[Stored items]

=-=-=-=-=

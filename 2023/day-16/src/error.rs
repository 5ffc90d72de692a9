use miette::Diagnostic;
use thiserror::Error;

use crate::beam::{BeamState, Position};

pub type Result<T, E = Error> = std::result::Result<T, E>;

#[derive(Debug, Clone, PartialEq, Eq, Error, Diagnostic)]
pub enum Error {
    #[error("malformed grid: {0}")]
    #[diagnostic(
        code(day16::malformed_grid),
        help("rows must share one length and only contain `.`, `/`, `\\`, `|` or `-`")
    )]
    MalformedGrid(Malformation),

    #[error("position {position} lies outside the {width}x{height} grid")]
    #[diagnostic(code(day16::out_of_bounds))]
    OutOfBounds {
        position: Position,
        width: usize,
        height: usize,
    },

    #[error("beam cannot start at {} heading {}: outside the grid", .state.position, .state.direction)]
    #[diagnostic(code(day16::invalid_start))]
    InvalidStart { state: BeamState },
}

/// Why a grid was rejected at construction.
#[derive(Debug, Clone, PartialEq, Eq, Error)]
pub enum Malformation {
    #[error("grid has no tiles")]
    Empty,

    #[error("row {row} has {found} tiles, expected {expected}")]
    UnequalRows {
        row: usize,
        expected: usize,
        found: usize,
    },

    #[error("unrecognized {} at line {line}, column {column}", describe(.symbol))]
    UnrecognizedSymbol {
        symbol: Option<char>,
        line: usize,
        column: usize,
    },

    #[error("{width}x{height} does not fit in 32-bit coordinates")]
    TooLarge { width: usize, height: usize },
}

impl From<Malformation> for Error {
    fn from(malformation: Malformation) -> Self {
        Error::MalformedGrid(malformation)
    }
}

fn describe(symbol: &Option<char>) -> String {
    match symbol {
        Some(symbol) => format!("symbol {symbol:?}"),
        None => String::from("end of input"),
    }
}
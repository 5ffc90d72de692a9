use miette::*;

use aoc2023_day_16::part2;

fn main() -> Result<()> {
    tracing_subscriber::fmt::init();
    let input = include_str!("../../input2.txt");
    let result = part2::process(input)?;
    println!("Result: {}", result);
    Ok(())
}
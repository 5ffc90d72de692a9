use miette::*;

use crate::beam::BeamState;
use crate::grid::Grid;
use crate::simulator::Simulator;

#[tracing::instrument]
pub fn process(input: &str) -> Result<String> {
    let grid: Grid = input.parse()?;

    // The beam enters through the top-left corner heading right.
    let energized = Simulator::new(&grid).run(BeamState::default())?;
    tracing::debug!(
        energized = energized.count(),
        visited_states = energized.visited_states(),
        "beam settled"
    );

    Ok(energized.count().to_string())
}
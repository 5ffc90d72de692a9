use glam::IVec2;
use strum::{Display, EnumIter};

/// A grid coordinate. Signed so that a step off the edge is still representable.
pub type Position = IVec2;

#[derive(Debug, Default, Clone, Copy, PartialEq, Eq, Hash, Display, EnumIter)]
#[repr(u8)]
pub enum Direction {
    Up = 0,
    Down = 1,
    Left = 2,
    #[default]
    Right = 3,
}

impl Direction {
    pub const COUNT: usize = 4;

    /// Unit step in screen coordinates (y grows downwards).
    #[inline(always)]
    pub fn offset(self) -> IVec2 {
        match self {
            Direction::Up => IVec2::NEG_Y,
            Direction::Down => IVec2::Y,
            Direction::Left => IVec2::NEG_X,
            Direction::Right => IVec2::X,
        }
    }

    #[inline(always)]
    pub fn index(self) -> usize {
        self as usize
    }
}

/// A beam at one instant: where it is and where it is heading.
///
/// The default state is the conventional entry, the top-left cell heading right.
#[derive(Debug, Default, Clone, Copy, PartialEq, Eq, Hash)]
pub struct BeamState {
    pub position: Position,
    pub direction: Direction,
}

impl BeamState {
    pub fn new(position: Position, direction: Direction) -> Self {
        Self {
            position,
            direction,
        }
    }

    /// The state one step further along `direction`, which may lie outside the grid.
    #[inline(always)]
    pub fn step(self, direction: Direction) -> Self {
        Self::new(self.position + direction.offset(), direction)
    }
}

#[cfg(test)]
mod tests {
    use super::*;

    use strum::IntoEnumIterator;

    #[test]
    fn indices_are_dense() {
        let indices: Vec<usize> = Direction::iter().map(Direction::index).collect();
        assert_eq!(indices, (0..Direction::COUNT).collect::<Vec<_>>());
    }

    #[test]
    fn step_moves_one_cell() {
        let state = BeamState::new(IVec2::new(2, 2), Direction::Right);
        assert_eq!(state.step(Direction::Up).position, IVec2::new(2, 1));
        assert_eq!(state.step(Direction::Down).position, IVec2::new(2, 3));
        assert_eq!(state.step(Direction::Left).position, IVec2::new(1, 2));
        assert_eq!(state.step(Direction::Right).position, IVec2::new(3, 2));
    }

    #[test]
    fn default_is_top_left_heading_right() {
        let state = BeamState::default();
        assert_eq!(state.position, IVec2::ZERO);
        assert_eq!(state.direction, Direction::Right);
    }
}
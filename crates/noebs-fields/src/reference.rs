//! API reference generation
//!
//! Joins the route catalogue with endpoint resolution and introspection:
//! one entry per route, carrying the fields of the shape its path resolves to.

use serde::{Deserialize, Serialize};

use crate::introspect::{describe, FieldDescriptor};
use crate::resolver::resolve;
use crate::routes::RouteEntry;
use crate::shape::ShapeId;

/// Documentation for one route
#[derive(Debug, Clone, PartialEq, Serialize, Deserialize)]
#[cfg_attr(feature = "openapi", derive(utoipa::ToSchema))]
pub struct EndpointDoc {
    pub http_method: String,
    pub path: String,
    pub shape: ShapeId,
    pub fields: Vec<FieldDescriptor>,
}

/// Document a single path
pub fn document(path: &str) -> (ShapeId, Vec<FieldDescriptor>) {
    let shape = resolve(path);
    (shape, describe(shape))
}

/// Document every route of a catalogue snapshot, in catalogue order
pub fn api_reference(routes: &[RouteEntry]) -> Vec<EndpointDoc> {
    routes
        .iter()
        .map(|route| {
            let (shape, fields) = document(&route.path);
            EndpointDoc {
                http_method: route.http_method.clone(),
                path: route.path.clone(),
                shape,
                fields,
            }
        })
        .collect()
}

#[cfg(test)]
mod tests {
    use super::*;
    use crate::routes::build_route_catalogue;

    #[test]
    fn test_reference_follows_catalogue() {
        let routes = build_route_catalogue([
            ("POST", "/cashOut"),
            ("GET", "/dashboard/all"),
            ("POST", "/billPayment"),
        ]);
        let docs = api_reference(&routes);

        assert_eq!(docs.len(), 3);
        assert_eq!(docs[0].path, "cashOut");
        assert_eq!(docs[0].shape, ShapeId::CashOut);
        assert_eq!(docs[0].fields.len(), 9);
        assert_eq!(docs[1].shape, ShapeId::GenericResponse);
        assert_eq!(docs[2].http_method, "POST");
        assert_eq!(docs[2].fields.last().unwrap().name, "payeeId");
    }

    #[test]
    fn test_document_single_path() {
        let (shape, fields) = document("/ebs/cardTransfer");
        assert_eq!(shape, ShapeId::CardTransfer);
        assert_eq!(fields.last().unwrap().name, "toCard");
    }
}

=-=-=-=-=

§ Try it: The first line of the records begins the span, and the line containing "pub fn process(input: &str)" ends it. Reproduce that span exactly, both ends included.

§ Task answer:
filename 2023/day-16/src/error.rs
repository 5ffc90d72de692a9
use miette::Diagnostic;
use thiserror::Error;

use crate::beam::{BeamState, Position};

pub type Result<T, E = Error> = std::result::Result<T, E>;

#[derive(Debug, Clone, PartialEq, Eq, Error, Diagnostic)]
pub enum Error {
    #[error("malformed grid: {0}")]
    #[diagnostic(
        code(day16::malformed_grid),
        help("rows must share one length and only contain `.`, `/`, `\\`, `|` or `-`")
    )]
    MalformedGrid(Malformation),

    #[error("position {position} lies outside the {width}x{height} grid")]
    #[diagnostic(code(day16::out_of_bounds))]
    OutOfBounds {
        position: Position,
        width: usize,
        height: usize,
    },

    #[error("beam cannot start at {} heading {}: outside the grid", .state.position, .state.direction)]
    #[diagnostic(code(day16::invalid_start))]
    InvalidStart { state: BeamState },
}

/// Why a grid was rejected at construction.
#[derive(Debug, Clone, PartialEq, Eq, Error)]
pub enum Malformation {
    #[error("grid has no tiles")]
    Empty,

    #[error("row {row} has {found} tiles, expected {expected}")]
    UnequalRows {
        row: usize,
        expected: usize,
        found: usize,
    },

    #[error("unrecognized {} at line {line}, column {column}", describe(.symbol))]
    UnrecognizedSymbol {
        symbol: Option<char>,
        line: usize,
        column: usize,
    },

    #[error("{width}x{height} does not fit in 32-bit coordinates")]
    TooLarge { width: usize, height: usize },
}

impl From<Malformation> for Error {
    fn from(malformation: Malformation) -> Self {
        Error::MalformedGrid(malformation)
    }
}

fn describe(symbol: &Option<char>) -> String {
    match symbol {
        Some(symbol) => format!("symbol {symbol:?}"),
        None => String::from("end of input"),
    }
}
repository 5ffc90d72de692a9
use miette::*;

use aoc2023_day_16::part2;

fn main() -> Result<()> {
    tracing_subscriber::fmt::init();
    let input = include_str!("../../input2.txt");
    let result = part2::process(input)?;
    println!("Result: {}", result);
    Ok(())
}
repository 5ffc90d72de692a9
use miette::*;

use crate::beam::BeamState;
use crate::grid::Grid;
use crate::simulator::Simulator;

#[tracing::instrument]
pub fn process(input: &str) -> Result<String> {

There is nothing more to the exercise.